Exercise brief - Across the entries below, count the lines in which the word "impl" occurs. Reply with the count alone.

Task input -
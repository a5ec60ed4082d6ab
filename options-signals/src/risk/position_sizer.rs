//! Position sizing module.
//!
//! Fixed-fraction sizing: each new trade may commit at most a configured
//! share of the capital that is currently free, rounded down to whole units.

use rust_decimal::prelude::*;
use rust_decimal::Decimal;
use serde::{Deserialize, Serialize};

/// Position sizing configuration.
#[derive(Debug, Clone, Serialize, Deserialize)]
pub struct PositionSizerConfig {
    /// Share of free capital committed per trade (0.10 = 10%).
    pub fraction: f64,
    /// Maximum units per trade.
    pub max_quantity: i64,
}

impl Default for PositionSizerConfig {
    fn default() -> Self {
        Self {
            fraction: 0.10,
            max_quantity: 1_000_000,
        }
    }
}

/// Result of position sizing calculation.
#[derive(Debug, Clone, PartialEq)]
pub struct SizingResult {
    /// Recommended number of units.
    pub quantity: i64,
    /// Capital that would be committed.
    pub cost: Decimal,
    /// Budget available for this trade.
    pub budget: Decimal,
    /// Constraint reason (if any).
    pub constraint_reason: Option<String>,
}

impl SizingResult {
    /// At least one unit can be bought.
    pub fn is_allowed(&self) -> bool {
        self.quantity >= 1
    }

    fn rejected(budget: Decimal, reason: &str) -> Self {
        Self {
            quantity: 0,
            cost: Decimal::ZERO,
            budget,
            constraint_reason: Some(reason.to_string()),
        }
    }
}

/// Position sizer for determining unit counts.
#[derive(Debug, Clone)]
pub struct PositionSizer {
    config: PositionSizerConfig,
}

impl PositionSizer {
    pub fn new(config: PositionSizerConfig) -> Self {
        Self { config }
    }

    /// Units to buy at `unit_price` given the currently free capital.
    pub fn calculate(&self, free_capital: Decimal, unit_price: Decimal) -> SizingResult {
        let fraction = Decimal::from_f64(self.config.fraction).unwrap_or_default();
        let budget = (free_capital * fraction).max(Decimal::ZERO);

        if unit_price <= Decimal::ZERO {
            return SizingResult::rejected(budget, "Invalid unit price");
        }

        let raw = (budget / unit_price).floor().to_i64().unwrap_or(0);
        let quantity = raw.min(self.config.max_quantity);

        if quantity < 1 {
            return SizingResult::rejected(budget, "Budget below one unit");
        }

        SizingResult {
            quantity,
            cost: unit_price * Decimal::from(quantity),
            budget,
            constraint_reason: (quantity < raw).then(|| "Max quantity".to_string()),
        }
    }
}
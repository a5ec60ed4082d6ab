//! Synthetic option chains for days without historical option quotes.
//!
//! Strikes run from round(0.8 * spot) up to (but excluding) round(1.2 * spot)
//! in fixed steps, with one call and one put per strike at a single expiry.
//! Quotes are centered on the Black-Scholes value at a reference volatility.

use serde::{Deserialize, Serialize};

use super::types::{OptionContract, OptionKind};
use crate::pricing::{BlackScholes, PricingError};

/// Shape of the generated chain.
#[derive(Debug, Clone, PartialEq, Serialize, Deserialize)]
#[serde(default)]
pub struct ChainLayout {
    /// Lower strike bound as a fraction of spot.
    pub lower_pct: f64,
    /// Upper strike bound (exclusive) as a fraction of spot.
    pub upper_pct: f64,
    /// Distance between strikes.
    pub strike_step: f64,
    /// Calendar days to expiry of every contract.
    pub days_to_expiry: u32,
    /// Half of the bid-ask spread as a fraction of the theoretical price.
    pub half_spread_pct: f64,
    /// Minimum tick for quotes.
    pub min_tick: f64,
    /// Volume assigned to every contract.
    pub volume: i64,
}

impl Default for ChainLayout {
    fn default() -> Self {
        Self {
            lower_pct: 0.80,
            upper_pct: 1.20,
            strike_step: 0.5,
            days_to_expiry: 30,
            half_spread_pct: 0.02,
            min_tick: 0.01,
            volume: 500,
        }
    }
}

impl ChainLayout {
    pub fn time_to_expiry(&self) -> f64 {
        f64::from(self.days_to_expiry) / 365.0
    }
}

/// Builds option chains priced off a reference model.
#[derive(Debug, Clone)]
pub struct SyntheticChainBuilder {
    layout: ChainLayout,
    model: BlackScholes,
    volatility: f64,
}

impl SyntheticChainBuilder {
    pub fn new(layout: ChainLayout, rate: f64, volatility: f64) -> Self {
        Self {
            layout,
            model: BlackScholes::new(rate),
            volatility,
        }
    }

    pub fn layout(&self) -> &ChainLayout {
        &self.layout
    }

    /// Strike ladder for a spot price.
    pub fn strikes(&self, spot: f64) -> Vec<f64> {
        let start = (spot * self.layout.lower_pct).round();
        let end = (spot * self.layout.upper_pct).round();
        if self.layout.strike_step <= 0.0 || end <= start {
            return Vec::new();
        }

        let count = ((end - start) / self.layout.strike_step).ceil() as usize;
        (0..count)
            .map(|i| start + i as f64 * self.layout.strike_step)
            .filter(|k| *k < end && *k > 0.0)
            .collect()
    }

    /// Chain for one ticker at one spot price: call then put for every strike.
    pub fn build(&self, ticker: &str, spot: f64) -> Result<Vec<OptionContract>, PricingError> {
        let time = self.layout.time_to_expiry();
        let mut chain = Vec::new();

        for strike in self.strikes(spot) {
            for (kind, series) in [(OptionKind::Call, 'A'), (OptionKind::Put, 'M')] {
                let theo = self.model.price(kind, spot, strike, time, self.volatility)?;
                let half = (theo * self.layout.half_spread_pct).max(self.layout.min_tick / 2.0);
                let bid = round_to_tick(theo - half, self.layout.min_tick).max(0.0);
                let ask =
                    round_to_tick(theo + half, self.layout.min_tick).max(self.layout.min_tick);
                let symbol = format!("{}{}{}", ticker, series, (strike * 100.0).round() as i64);

                chain.push(
                    OptionContract::new(symbol, kind, strike, time)
                        .with_quotes(bid, ask, round_to_tick(theo, self.layout.min_tick))
                        .with_volume(self.layout.volume),
                );
            }
        }

        Ok(chain)
    }
}

fn round_to_tick(value: f64, tick: f64) -> f64 {
    if tick <= 0.0 {
        return value;
    }
    (value / tick).round() * tick
}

Written solution - 6